_WHAT YOU WILL DO:_ If a line in the listing includes the word "Deserialize", copy it out.

_THE RECORDS:_

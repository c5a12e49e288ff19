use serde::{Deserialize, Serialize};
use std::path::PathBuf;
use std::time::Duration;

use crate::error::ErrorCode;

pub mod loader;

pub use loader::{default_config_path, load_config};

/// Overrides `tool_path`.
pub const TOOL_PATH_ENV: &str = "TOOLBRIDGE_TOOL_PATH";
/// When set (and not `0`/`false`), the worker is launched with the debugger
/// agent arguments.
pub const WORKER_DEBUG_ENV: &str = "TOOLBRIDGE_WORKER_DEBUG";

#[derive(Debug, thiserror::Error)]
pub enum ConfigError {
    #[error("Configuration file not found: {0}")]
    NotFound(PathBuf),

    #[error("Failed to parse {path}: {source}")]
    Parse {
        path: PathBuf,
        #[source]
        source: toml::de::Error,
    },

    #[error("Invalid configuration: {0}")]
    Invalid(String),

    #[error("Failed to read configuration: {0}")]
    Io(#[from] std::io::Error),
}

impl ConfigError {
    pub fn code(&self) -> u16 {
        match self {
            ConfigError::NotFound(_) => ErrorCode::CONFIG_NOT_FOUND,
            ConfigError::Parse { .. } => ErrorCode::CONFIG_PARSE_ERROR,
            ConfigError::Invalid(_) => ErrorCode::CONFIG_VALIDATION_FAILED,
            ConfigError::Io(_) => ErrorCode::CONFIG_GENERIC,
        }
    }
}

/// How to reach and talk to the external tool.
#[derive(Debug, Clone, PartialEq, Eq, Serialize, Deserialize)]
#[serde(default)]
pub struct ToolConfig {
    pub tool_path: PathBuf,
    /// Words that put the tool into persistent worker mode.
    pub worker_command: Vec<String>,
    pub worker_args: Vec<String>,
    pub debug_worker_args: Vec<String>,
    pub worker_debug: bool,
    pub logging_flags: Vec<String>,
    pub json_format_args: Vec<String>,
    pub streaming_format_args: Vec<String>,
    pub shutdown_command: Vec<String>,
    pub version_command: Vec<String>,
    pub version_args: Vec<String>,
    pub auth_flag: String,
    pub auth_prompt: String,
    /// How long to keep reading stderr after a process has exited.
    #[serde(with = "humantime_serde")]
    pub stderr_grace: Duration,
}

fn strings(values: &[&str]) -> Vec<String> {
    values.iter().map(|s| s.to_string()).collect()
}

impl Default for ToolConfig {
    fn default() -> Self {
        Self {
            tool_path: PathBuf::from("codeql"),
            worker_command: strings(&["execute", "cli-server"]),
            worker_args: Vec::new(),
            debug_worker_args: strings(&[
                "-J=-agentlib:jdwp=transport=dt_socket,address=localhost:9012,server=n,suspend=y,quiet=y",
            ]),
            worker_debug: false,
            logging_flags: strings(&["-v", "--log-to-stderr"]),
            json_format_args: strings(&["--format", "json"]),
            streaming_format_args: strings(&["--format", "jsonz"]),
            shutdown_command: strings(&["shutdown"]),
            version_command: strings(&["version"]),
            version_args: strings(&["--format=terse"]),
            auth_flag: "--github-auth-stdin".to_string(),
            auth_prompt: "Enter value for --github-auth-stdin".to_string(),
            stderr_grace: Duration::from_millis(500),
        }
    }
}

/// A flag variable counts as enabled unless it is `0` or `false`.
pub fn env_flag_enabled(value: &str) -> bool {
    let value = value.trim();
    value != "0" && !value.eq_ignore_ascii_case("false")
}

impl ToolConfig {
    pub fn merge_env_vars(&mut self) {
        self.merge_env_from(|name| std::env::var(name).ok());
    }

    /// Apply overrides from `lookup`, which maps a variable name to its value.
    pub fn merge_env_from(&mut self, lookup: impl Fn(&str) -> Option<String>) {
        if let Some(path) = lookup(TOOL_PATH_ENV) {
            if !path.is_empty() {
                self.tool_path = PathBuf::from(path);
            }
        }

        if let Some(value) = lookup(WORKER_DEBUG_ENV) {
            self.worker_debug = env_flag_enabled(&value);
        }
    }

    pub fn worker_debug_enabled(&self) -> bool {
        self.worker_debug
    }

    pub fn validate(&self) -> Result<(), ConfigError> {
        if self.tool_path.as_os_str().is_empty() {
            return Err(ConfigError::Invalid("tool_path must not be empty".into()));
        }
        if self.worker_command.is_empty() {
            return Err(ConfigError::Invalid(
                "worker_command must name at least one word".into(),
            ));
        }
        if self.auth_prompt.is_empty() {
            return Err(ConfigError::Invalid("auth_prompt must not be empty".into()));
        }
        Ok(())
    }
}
--
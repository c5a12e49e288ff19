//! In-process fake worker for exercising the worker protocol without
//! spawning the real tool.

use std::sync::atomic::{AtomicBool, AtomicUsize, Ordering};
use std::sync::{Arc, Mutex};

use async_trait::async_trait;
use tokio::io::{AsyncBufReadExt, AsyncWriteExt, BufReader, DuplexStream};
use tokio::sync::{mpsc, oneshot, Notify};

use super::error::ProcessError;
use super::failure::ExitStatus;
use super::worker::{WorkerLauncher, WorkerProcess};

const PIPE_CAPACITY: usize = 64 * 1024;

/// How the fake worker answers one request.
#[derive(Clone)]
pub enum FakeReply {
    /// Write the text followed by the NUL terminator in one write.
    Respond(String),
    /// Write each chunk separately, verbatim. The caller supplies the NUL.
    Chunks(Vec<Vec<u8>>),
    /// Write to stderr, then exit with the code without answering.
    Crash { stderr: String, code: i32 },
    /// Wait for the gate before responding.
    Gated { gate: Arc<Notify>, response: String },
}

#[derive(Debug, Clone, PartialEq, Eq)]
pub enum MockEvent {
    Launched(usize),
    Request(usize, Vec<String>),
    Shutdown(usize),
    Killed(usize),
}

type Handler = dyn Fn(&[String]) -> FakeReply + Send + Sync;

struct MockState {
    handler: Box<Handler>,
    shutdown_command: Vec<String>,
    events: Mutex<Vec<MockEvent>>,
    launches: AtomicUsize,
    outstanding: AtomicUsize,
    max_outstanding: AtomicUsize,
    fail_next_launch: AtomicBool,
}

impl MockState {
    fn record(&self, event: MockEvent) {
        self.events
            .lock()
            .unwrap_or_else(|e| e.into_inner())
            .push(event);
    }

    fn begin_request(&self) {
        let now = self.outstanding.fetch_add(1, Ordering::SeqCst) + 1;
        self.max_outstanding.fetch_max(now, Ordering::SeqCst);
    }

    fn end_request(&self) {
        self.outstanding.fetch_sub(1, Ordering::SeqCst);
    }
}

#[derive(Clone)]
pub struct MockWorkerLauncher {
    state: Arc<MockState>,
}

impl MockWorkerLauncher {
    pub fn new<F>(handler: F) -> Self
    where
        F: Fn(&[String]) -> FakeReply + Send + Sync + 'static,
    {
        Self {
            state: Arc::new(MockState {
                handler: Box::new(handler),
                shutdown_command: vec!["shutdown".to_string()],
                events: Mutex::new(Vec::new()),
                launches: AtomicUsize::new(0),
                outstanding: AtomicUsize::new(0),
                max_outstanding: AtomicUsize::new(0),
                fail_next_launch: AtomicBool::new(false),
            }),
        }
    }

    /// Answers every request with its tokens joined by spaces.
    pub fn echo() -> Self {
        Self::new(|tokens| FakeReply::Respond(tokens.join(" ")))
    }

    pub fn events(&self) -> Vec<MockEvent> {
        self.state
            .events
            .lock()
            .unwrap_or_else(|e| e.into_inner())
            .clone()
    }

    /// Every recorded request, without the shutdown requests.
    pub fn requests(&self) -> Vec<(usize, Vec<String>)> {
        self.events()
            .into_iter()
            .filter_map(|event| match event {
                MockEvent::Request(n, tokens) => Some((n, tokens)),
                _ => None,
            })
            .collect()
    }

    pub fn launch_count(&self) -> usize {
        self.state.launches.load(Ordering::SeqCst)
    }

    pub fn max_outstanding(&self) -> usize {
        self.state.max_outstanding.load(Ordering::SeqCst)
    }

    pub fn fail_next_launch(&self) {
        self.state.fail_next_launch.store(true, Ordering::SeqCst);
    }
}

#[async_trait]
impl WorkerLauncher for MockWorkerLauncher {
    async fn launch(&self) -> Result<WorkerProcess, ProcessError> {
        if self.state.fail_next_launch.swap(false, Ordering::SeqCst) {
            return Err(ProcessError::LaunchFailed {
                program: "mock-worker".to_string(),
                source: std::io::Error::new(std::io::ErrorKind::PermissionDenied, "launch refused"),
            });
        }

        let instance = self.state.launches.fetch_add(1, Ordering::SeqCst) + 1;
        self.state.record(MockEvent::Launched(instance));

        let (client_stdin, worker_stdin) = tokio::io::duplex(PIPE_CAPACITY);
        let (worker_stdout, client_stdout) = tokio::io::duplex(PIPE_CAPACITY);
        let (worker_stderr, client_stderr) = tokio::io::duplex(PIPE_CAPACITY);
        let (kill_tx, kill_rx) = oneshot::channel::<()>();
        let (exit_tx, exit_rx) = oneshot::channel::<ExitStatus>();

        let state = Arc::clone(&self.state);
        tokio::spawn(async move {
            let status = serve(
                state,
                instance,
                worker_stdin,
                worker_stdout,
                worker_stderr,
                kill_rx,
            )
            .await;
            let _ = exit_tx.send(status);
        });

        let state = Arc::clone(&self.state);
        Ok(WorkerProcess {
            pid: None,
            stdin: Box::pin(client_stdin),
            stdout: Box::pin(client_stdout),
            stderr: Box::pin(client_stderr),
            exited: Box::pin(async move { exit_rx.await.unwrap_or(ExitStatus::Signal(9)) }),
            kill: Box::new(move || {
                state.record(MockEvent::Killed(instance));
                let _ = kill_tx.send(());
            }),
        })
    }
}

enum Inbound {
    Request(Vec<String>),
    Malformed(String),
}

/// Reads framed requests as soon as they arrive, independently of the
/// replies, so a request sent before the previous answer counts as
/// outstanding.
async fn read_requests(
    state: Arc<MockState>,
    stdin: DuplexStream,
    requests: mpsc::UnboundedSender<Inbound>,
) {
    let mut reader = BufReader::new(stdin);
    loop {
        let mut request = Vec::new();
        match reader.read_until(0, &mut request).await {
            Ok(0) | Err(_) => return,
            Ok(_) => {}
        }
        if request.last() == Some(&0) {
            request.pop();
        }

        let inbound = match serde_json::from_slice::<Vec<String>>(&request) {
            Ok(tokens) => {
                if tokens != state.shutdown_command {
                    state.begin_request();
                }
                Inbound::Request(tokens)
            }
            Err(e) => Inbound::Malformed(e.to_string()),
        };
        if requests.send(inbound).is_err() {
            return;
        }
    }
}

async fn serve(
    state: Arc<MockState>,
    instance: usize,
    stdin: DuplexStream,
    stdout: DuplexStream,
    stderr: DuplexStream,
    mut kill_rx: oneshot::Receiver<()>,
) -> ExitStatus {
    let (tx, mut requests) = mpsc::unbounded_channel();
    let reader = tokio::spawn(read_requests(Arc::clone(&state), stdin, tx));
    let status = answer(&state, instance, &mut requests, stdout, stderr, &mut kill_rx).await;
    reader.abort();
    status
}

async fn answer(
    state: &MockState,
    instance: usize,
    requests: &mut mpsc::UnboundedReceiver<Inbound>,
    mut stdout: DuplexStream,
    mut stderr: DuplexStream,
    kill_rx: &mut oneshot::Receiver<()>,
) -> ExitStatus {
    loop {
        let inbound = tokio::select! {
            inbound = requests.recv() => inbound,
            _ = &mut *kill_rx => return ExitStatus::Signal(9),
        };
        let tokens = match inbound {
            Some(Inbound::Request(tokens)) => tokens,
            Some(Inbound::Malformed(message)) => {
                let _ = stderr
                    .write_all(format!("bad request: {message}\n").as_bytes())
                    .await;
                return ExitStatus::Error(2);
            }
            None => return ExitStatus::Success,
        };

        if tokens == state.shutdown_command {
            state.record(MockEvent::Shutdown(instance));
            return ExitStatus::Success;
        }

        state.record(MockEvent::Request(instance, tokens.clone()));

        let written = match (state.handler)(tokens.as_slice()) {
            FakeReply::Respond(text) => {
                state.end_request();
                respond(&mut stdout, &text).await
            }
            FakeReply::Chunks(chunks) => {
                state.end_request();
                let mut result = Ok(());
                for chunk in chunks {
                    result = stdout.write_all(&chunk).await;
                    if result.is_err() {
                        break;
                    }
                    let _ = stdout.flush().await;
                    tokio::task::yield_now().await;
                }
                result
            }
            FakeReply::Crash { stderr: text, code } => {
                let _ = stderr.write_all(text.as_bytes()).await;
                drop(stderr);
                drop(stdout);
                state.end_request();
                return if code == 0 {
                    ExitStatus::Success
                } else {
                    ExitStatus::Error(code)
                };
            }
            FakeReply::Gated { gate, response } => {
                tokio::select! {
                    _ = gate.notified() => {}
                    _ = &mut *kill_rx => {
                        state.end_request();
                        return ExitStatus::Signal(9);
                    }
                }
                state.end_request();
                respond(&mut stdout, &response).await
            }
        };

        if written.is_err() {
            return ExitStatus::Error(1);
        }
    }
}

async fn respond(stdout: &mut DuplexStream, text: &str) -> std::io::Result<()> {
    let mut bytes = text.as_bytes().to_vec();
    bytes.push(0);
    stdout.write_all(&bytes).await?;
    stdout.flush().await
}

_WORKED SOLUTION:_
use serde::{Deserialize, Serialize};
#[derive(Debug, Clone, PartialEq, Eq, Serialize, Deserialize)]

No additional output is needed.